The very concept of "forced arbitration" is questionable. All international conventions and domestic legislation, including the AA 1996, consider the consent of the parties to the arbitration vital. There is no arbitration unless both parties agree to it.

In sport, as Antonio Rigozzi and Fabrice Robert-Tissot have explained, this consent is artificial. The arbitration clause is never negotiated or the product of a bargain in any real sense; it is imposed on a ‘take it or leave it’ basis. If a football player did not want to submit to arbitration, their only option would be to not play football at all. This is no choice and, as such, consent to such a clause is not ‘real’. This is even more significant when – as was held in Modahl v British Athletics Federation [2001] – it is remembered that obligations under SGB regulations can be implied merely by participation.

Such an argument was accepted by the Spanish Supreme Court in the Roberto Heras [2012] case, where a cyclist’s two-year doping ban was overturned by the ordinary domestic courts. The Tribunal Supremo held that there was no ‘free and voluntary submission to CAS’, which was sufficient to reject CAS’s jurisdiction.

Consent is of particular importance in arbitration, because the process explicitly ousts the jurisdiction of the ordinary domestic courts. Indeed, while Lord Denning MR in Enderby Town FC v The Football Association [1971] Ch 59 rejected the idea that SGBs could explicitly oust the courts’ jurisdiction, it is actually the case that these arbitration clauses do just that. Access to the courts is a fundamental part of Article 6 of the ECHR, and the rule of law. Though courts can perform a limited reviewing function of the arbitration award, the parties – by agreeing to arbitration – ultimately waive these rights.

Arbitration vs Litigation

The exclusion of the ordinary domestic courts is also significant in a substantive sense, as arbitration is not governed by the same enforcement procedures and there is no formal evidence process.
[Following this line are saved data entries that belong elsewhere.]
//! Batch coordination
//!
//! Splits a large input into groups small enough for one store transaction
//! each, runs the groups one after another and aggregates their outcomes.

use super::decision::{PreparedRecord, RecordOutcome};
use super::engine::{transaction_failed, ReconciliationEngine};
use super::summary::{ReconcileCounts, ReconcileSummary};
use crate::core::venue::VenueMaps;
use crate::domain::exhibition::{Origin, ScrapedExhibition};
use std::sync::Arc;
use std::time::Instant;
use tokio::sync::watch;

/// Default number of records per group
pub const DEFAULT_GROUP_SIZE: usize = 100;

/// Runs reconciliation over an input of any size
///
/// Each group costs one read per record and at most one write per record, so
/// `2 * group_size` must stay within the store's per-transaction ceiling.
pub struct BatchCoordinator {
    engine: Arc<ReconciliationEngine>,
    group_size: usize,
    shutdown_signal: Option<watch::Receiver<bool>>,
}

impl BatchCoordinator {
    /// Create a coordinator with the given group size (at least 1)
    pub fn new(engine: Arc<ReconciliationEngine>, group_size: usize) -> Self {
        Self {
            engine,
            group_size: group_size.max(1),
            shutdown_signal: None,
        }
    }

    /// Stop between groups once the signal turns `true`
    pub fn with_shutdown_signal(mut self, shutdown_signal: watch::Receiver<bool>) -> Self {
        self.shutdown_signal = Some(shutdown_signal);
        self
    }

    /// Group size in use
    pub fn group_size(&self) -> usize {
        self.group_size
    }

    fn is_shutdown_requested(&self) -> bool {
        self.shutdown_signal
            .as_ref()
            .is_some_and(|rx| *rx.borrow())
    }

    /// Reconcile every record and return the counts
    pub async fn reconcile(
        &self,
        records: &[ScrapedExhibition],
        maps: &VenueMaps,
        origin: Origin,
    ) -> ReconcileCounts {
        self.reconcile_all(records, maps, origin).await.counts
    }

    /// Reconcile every record and return the full summary
    ///
    /// Groups run sequentially. Records that cannot be prepared are errored
    /// without touching the store; the rest of their group still runs. A
    /// failed group transaction errors that group's records and the run moves
    /// on to the next group.
    pub async fn reconcile_all(
        &self,
        records: &[ScrapedExhibition],
        maps: &VenueMaps,
        origin: Origin,
    ) -> ReconcileSummary {
        let start = Instant::now();
        let mut summary = ReconcileSummary::new();
        summary.groups_total = records.len().div_ceil(self.group_size);

        tracing::info!(
            records = records.len(),
            groups = summary.groups_total,
            group_size = self.group_size,
            origin = %origin,
            backend = self.engine.store().backend_name(),
            "Starting reconciliation"
        );

        for (index, group) in records.chunks(self.group_size).enumerate() {
            if self.is_shutdown_requested() {
                let remaining = records.len() - index * self.group_size;
                tracing::warn!(
                    group = index + 1,
                    records_not_processed = remaining,
                    "Shutdown requested, stopping before next group"
                );
                summary.interrupted = true;
                summary.records_not_processed = remaining;
                break;
            }

            let group_number = index + 1;
            crate::log_group_start!(group_number, summary.groups_total, group.len());

            let (prepared, mut outcomes) = self.prepare_group(group, maps);

            match self.engine.try_reconcile_group(&prepared, origin).await {
                Ok(committed) => outcomes.extend(committed),
                Err(e) => {
                    tracing::error!(
                        group = group_number,
                        records = prepared.len(),
                        error = %e,
                        "Group transaction failed, marking its records as errors"
                    );
                    summary.groups_failed += 1;
                    outcomes.extend(transaction_failed(&prepared, &e));
                }
            }

            let counts = ReconcileCounts::from_outcomes(&outcomes);
            crate::log_group_complete!(group_number, summary.groups_total, counts);

            for outcome in outcomes {
                summary.add_outcome(outcome);
            }
            summary.groups_processed += 1;
        }

        let summary = summary.with_duration(start.elapsed());
        summary.log_summary();
        summary
    }

    /// Prepare every record of a group; no I/O
    fn prepare_group(
        &self,
        group: &[ScrapedExhibition],
        maps: &VenueMaps,
    ) -> (Vec<PreparedRecord>, Vec<RecordOutcome>) {
        let mut prepared = Vec::with_capacity(group.len());
        let mut rejected = Vec::new();
        for record in group {
            match self.engine.prepare(record, maps) {
                Ok(p) => prepared.push(p),
                Err(outcome) => rejected.push(outcome),
            }
        }
        (prepared, rejected)
    }
}

#[cfg(test)]
mod tests {
    use super::*;
    use crate::adapters::store::{ExhibitionStore, InMemoryStore};
    use crate::domain::{MuseumId, Venue};

    fn setup(group_size: usize) -> (Arc<InMemoryStore>, BatchCoordinator, VenueMaps) {
        let store = Arc::new(InMemoryStore::new());
        let engine = Arc::new(ReconciliationEngine::new(store.clone()));
        let maps = VenueMaps::build(&[Venue::new(MuseumId::new("v").unwrap(), "Venue")]);
        (store, BatchCoordinator::new(engine, group_size), maps)
    }

    fn records(n: usize) -> Vec<ScrapedExhibition> {
        (0..n)
            .map(|i| ScrapedExhibition::new(format!("Exhibition {i}"), "Venue"))
            .collect()
    }

    #[tokio::test]
    async fn test_group_count() {
        let (store, coordinator, maps) = setup(10);
        let summary = coordinator
            .reconcile_all(&records(25), &maps, Origin::Scrape)
            .await;

        assert_eq!(summary.groups_total, 3);
        assert_eq!(summary.groups_processed, 3);
        assert_eq!(summary.counts.created, 25);
        assert_eq!(store.transactions_committed(), 3);
    }

    #[tokio::test]
    async fn test_empty_input() {
        let (store, coordinator, maps) = setup(10);
        let counts = coordinator.reconcile(&[], &maps, Origin::Scrape).await;

        assert_eq!(counts, ReconcileCounts::default());
        assert_eq!(store.transactions_started(), 0);
    }

    #[tokio::test]
    async fn test_group_of_only_rejected_records_skips_store() {
        let (store, coordinator, maps) = setup(10);
        let input = vec![ScrapedExhibition::new("A", "Nowhere")];
        let counts = coordinator.reconcile(&input, &maps, Origin::Scrape).await;

        assert_eq!(counts.errors, 1);
        assert_eq!(store.transactions_started(), 0);
        assert_eq!(store.count_documents().await.unwrap(), 0);
    }

    #[tokio::test]
    async fn test_shutdown_before_first_group() {
        let (store, coordinator, maps) = setup(10);
        let (_tx, rx) = watch::channel(true);
        let coordinator = coordinator.with_shutdown_signal(rx);

        let summary = coordinator
            .reconcile_all(&records(15), &maps, Origin::Scrape)
            .await;
        assert!(summary.interrupted);
        assert_eq!(summary.records_not_processed, 15);
        assert_eq!(summary.counts.total(), 0);
        assert_eq!(store.count_documents().await.unwrap(), 0);
    }

    #[test]
    fn test_group_size_is_at_least_one() {
        let (_, coordinator, _) = setup(0);
        assert_eq!(coordinator.group_size(), 1);
    }
}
Though there are measures in place to promote the enforcement of arbitral awards, they are not as watertight as court orders and rely heavily on the parties’ good faith. The lack of evidential procedures means no “discovery” and a reliance on the arbitrator’s skill in determining what is admissible. Court proceedings are also public, while arbitration is private. For these reasons, a party may prefer the jurisdiction of the ordinary domestic courts.

Arguably more important, however, is the fact that the judiciary – as part of the state – is typically subject to the ECHR. In English law, courts are liable as public bodies under the Human Rights Act 1998. Parties are therefore afforded greater protection in the ordinary courts than they are in arbitration, in which the arbitrators are simply private individuals.

There has also been concern over the independence of sports arbitration tribunals, as they are often established by SGBs themselves and – though there are measures to guarantee independence – they maintain an obvious link. Independence, though always essential, is of particular concern where an athlete (or other participant) wishes to challenge the rules of an SGB per se, rather than just their application.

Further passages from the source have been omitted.